Meant to be seen on the largest screen possible, Gray’s film soars on a technical level and in its crafts. Movies set in space usually employ the Moon, Mars, Venus, Saturn, even Jupiter as settings. But not since Paul W.S. Anderson’s Sci-Fi horror Event Horizon has a narrative occurred around Neptune. In fact, in our history only Voyager 2 has explored the distant planet. In our solar system, you can’t find a more alien and mysterious sphere. Those components instill a sense of awe when the sumptuous visuals of the big blue heavenly body fills the screen. Once more, cinematographer Hoyte Van Hoytema puts these vast celestial spaces in their scale by the opposing closeness he captures the humans and ships traveling through the never-ending sea of stars. Max Ritcher’s plaintive stringed score gives the viewer hope for reasons they can not fathom, while marking the sorrowful time. And the symbolism at the heart of Ad Astra: rebirth and God, never block the film’s humanistic veins.

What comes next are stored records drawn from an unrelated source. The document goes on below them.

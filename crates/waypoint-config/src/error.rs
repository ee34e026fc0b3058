//! Configuration error types.

use std::path::PathBuf;
use thiserror::Error;

/// Errors that can occur during configuration loading.
#[derive(Error, Debug)]
pub enum ConfigError {
    /// Configuration file not found.
    #[error("configuration file not found: {path}")]
    FileNotFound {
        /// Path to the missing file.
        path: PathBuf,
    },

    /// Failed to read configuration file.
    #[error("failed to read configuration file: {path}")]
    ReadError {
        /// Path to the file.
        path: PathBuf,
        /// Underlying error.
        #[source]
        source: std::io::Error,
    },

    /// TOML parsing error.
    #[error("failed to parse TOML configuration: {0}")]
    TomlError(#[from] toml::de::Error),

    /// JSON parsing error.
    #[error("failed to parse JSON configuration: {0}")]
    JsonError(#[from] serde_json::Error),

    /// Invalid configuration value.
    #[error("invalid configuration value for {field}: {reason}")]
    InvalidValue {
        /// The field with the invalid value.
        field: String,
        /// Explanation of why the value is invalid.
        reason: String,
    },

    /// Environment variable parsing error.
    #[error("failed to parse environment variable {var}: {reason}")]
    EnvParseError {
        /// The environment variable name.
        var: String,
        /// Explanation of the parsing error.
        reason: String,
    },

    /// Unsupported file or string format.
    #[error("unsupported configuration format: {0}")]
    UnsupportedFormat(String),

    /// The `.env` file exists but could not be loaded.
    #[error("failed to load .env file: {0}")]
    Dotenv(#[from] dotenvy::Error),
}

impl ConfigError {
    /// Create a new file not found error.
    pub fn file_not_found(path: impl Into<PathBuf>) -> Self {
        Self::FileNotFound { path: path.into() }
    }

    /// Create a new read error.
    pub fn read_error(path: impl Into<PathBuf>, source: std::io::Error) -> Self {
        Self::ReadError {
            path: path.into(),
            source,
        }
    }

    /// Create a new invalid value error.
    pub fn invalid_value(field: impl Into<String>, reason: impl Into<String>) -> Self {
        Self::InvalidValue {
            field: field.into(),
            reason: reason.into(),
        }
    }

    /// Create a new environment variable parse error.
    pub fn env_parse_error(var: impl Into<String>, reason: impl Into<String>) -> Self {
        Self::EnvParseError {
            var: var.into(),
            reason: reason.into(),
        }
    }
}

#[cfg(test)]
mod tests {
    use super::*;

    #[test]
    fn test_file_not_found_error() {
        let err = ConfigError::file_not_found("/path/to/waypoint.toml");
        assert!(err.to_string().contains("/path/to/waypoint.toml"));
    }

    #[test]
    fn test_invalid_value_error() {
        let err = ConfigError::invalid_value("server.http_addr", "not a valid address");
        assert!(err.to_string().contains("server.http_addr"));
        assert!(err.to_string().contains("not a valid address"));
    }

    #[test]
    fn test_env_parse_error() {
        let err = ConfigError::env_parse_error("WAYPOINT__ROUTER__STRICT_PARAMS", "expected boolean");
        assert!(err.to_string().contains("WAYPOINT__ROUTER__STRICT_PARAMS"));
        assert!(err.to_string().contains("expected boolean"));
    }

    #[test]
    fn test_unsupported_format_error() {
        let err = ConfigError::UnsupportedFormat("yaml".to_string());
        assert_eq!(err.to_string(), "unsupported configuration format: yaml");
    }
}
//! HTTP server.
//!
//! Binds a TCP listener, serves HTTP/1.1 with hyper and hands every request
//! to [`App::dispatch`]. The whole request, body collection included, runs
//! under the configured request timeout.
//!
//! # Example
//!
//! ```rust,ignore
//! use waypoint_config::WaypointConfig;
//! use waypoint_server::{App, Server};
//!
//! #[tokio::main]
//! async fn main() -> Result<(), waypoint_server::ServerError> {
//!     let config = WaypointConfig::development();
//!     let app = App::from_config(&config);
//!     Server::from_config(app, &config).run().await
//! }
//! ```

use std::convert::Infallible;
use std::net::SocketAddr;
use std::sync::Arc;
use std::time::Duration;

use http_body_util::BodyExt;
use hyper::body::Incoming;
use hyper::server::conn::http1;
use hyper::service::service_fn;
use hyper_util::rt::TokioIo;
use tokio::net::{TcpListener, TcpStream};
use waypoint_config::{ServerConfig, WaypointConfig};
use waypoint_core::{HandlerError, RequestId, Response, REQUEST_ID_HEADER};

use crate::app::App;
use crate::error::ServerError;
use crate::shutdown::{ConnectionTracker, ShutdownSignal};

/// The Waypoint HTTP server.
pub struct Server {
    app: Arc<App>,
    config: ServerConfig,
}

impl Server {
    /// Creates a server for `app` with the given server settings.
    #[must_use]
    pub fn new(app: App, config: ServerConfig) -> Self {
        Self {
            app: Arc::new(app),
            config,
        }
    }

    /// Creates a server from a full configuration, logging the route tree
    /// first when `router.dump_routes` is set.
    #[must_use]
    pub fn from_config(app: App, config: &WaypointConfig) -> Self {
        if config.router.dump_routes {
            app.log_routes();
        }
        Self::new(app, config.server.clone())
    }

    /// The application being served.
    #[must_use]
    pub fn app(&self) -> &App {
        &self.app
    }

    /// The server settings.
    #[must_use]
    pub const fn config(&self) -> &ServerConfig {
        &self.config
    }

    /// Runs until SIGTERM or SIGINT.
    ///
    /// # Errors
    ///
    /// Returns an error if the address is invalid or cannot be bound.
    pub async fn run(self) -> Result<(), ServerError> {
        let shutdown = ShutdownSignal::with_os_signals();
        self.run_with_shutdown(shutdown).await
    }

    /// Binds the configured address and runs until `shutdown` triggers.
    ///
    /// # Errors
    ///
    /// Returns an error if the address is invalid or cannot be bound.
    pub async fn run_with_shutdown(self, shutdown: ShutdownSignal) -> Result<(), ServerError> {
        let addr: SocketAddr =
            self.config
                .http_addr
                .parse()
                .map_err(|source| ServerError::InvalidAddress {
                    addr: self.config.http_addr.clone(),
                    source,
                })?;

        let listener = TcpListener::bind(addr)
            .await
            .map_err(|source| ServerError::Bind { addr, source })?;

        self.serve(listener, shutdown).await
    }

    /// Serves connections from an already bound listener until `shutdown`
    /// triggers, then waits for open connections up to the shutdown timeout.
    ///
    /// # Errors
    ///
    /// Returns an error if the listener's local address cannot be read.
    pub async fn serve(
        self,
        listener: TcpListener,
        shutdown: ShutdownSignal,
    ) -> Result<(), ServerError> {
        let local_addr = listener.local_addr()?;
        tracing::info!(addr = %local_addr, routes = self.app.route_count(), "Server listening");

        let request_timeout = self.config.request_timeout();
        let shutdown_timeout = self.config.shutdown_timeout();
        let tracker = ConnectionTracker::new();

        loop {
            tokio::select! {
                result = listener.accept() => {
                    match result {
                        Ok((stream, remote_addr)) => {
                            let app = Arc::clone(&self.app);
                            let token = tracker.acquire();
                            let shutdown = shutdown.clone();

                            tokio::spawn(async move {
                                if let Err(e) = handle_connection(app, stream, request_timeout, shutdown).await {
                                    tracing::error!(remote_addr = %remote_addr, error = %e, "Connection error");
                                }
                                drop(token);
                            });
                        }
                        Err(e) => {
                            tracing::error!(error = %e, "Failed to accept connection");
                        }
                    }
                }

                () = shutdown.recv() => {
                    tracing::info!("Shutdown signal received, stopping server");
                    break;
                }
            }
        }

        tracing::info!(
            timeout = ?shutdown_timeout,
            connections = tracker.active_connections(),
            "Waiting for connections to close"
        );

        tokio::select! {
            () = tracker.wait_for_idle() => {
                tracing::info!("All connections closed");
            }
            () = tokio::time::sleep(shutdown_timeout) => {
                tracing::warn!(
                    connections = tracker.active_connections(),
                    "Shutdown timeout reached with connections still open"
                );
            }
        }

        tracing::info!("Server stopped");
        Ok(())
    }
}

impl std::fmt::Debug for Server {
    fn fmt(&self, f: &mut std::fmt::Formatter<'_>) -> std::fmt::Result {
        f.debug_struct("Server")
            .field("app", &self.app)
            .field("config", &self.config)
            .finish()
    }
}

async fn handle_connection(
    app: Arc<App>,
    stream: TcpStream,
    request_timeout: Duration,
    shutdown: ShutdownSignal,
) -> Result<(), hyper::Error> {
    let io = TokioIo::new(stream);

    let service = service_fn(move |request: http::Request<Incoming>| {
        let app = Arc::clone(&app);
        async move { Ok::<_, Infallible>(handle_request(&app, request, request_timeout).await) }
    });

    let conn = http1::Builder::new().serve_connection(io, service);
    tokio::pin!(conn);

    tokio::select! {
        result = conn.as_mut() => result,
        () = shutdown.recv() => {
            conn.as_mut().graceful_shutdown();
            conn.await
        }
    }
}

async fn handle_request(
    app: &App,
    request: http::Request<Incoming>,
    request_timeout: Duration,
) -> Response {
    let (mut parts, body) = request.into_parts();
    let request_id = RequestId::from_headers(&parts.headers);
    if let Ok(value) = http::HeaderValue::from_str(&request_id.to_string()) {
        parts.headers.insert(REQUEST_ID_HEADER, value);
    }

    let work = async {
        let body = match body.collect().await {
            Ok(collected) => collected.to_bytes(),
            Err(e) => {
                tracing::warn!(request_id = %request_id, error = %e, "Failed to read request body");
                return HandlerError::bad_request(format!("failed to read request body: {e}"))
                    .into_response(Some(&request_id));
            }
        };
        app.dispatch(http::Request::from_parts(parts, body)).await
    };

    match tokio::time::timeout(request_timeout, work).await {
        Ok(response) => response,
        Err(_) => {
            tracing::warn!(request_id = %request_id, timeout = ?request_timeout, "Request timed out");
            HandlerError::timeout("request timed out").into_response(Some(&request_id))
        }
    }
}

While Gray does indeed craft a new chapter in the book of sad white guys in space with family issues: Interstellar and First Man, this iteration on the cliche rises above mid-flight. Ad Astra isn’t solely about a man troubled by tragedy or loss, or even God. It’s how toxic masculinity confronts grief like a distant ping among the stars, lost in the echos of darkness, slowed by the toxic gravity around them, reaching loved ones with the reverberating speed of a prehistoric light that long ago died but is only visible to us now. Gray’s Ad Astra, as a reflection upon loss and masculinity is as illuminating as the sun, personal in its careful inspection, and a repressed masterpiece.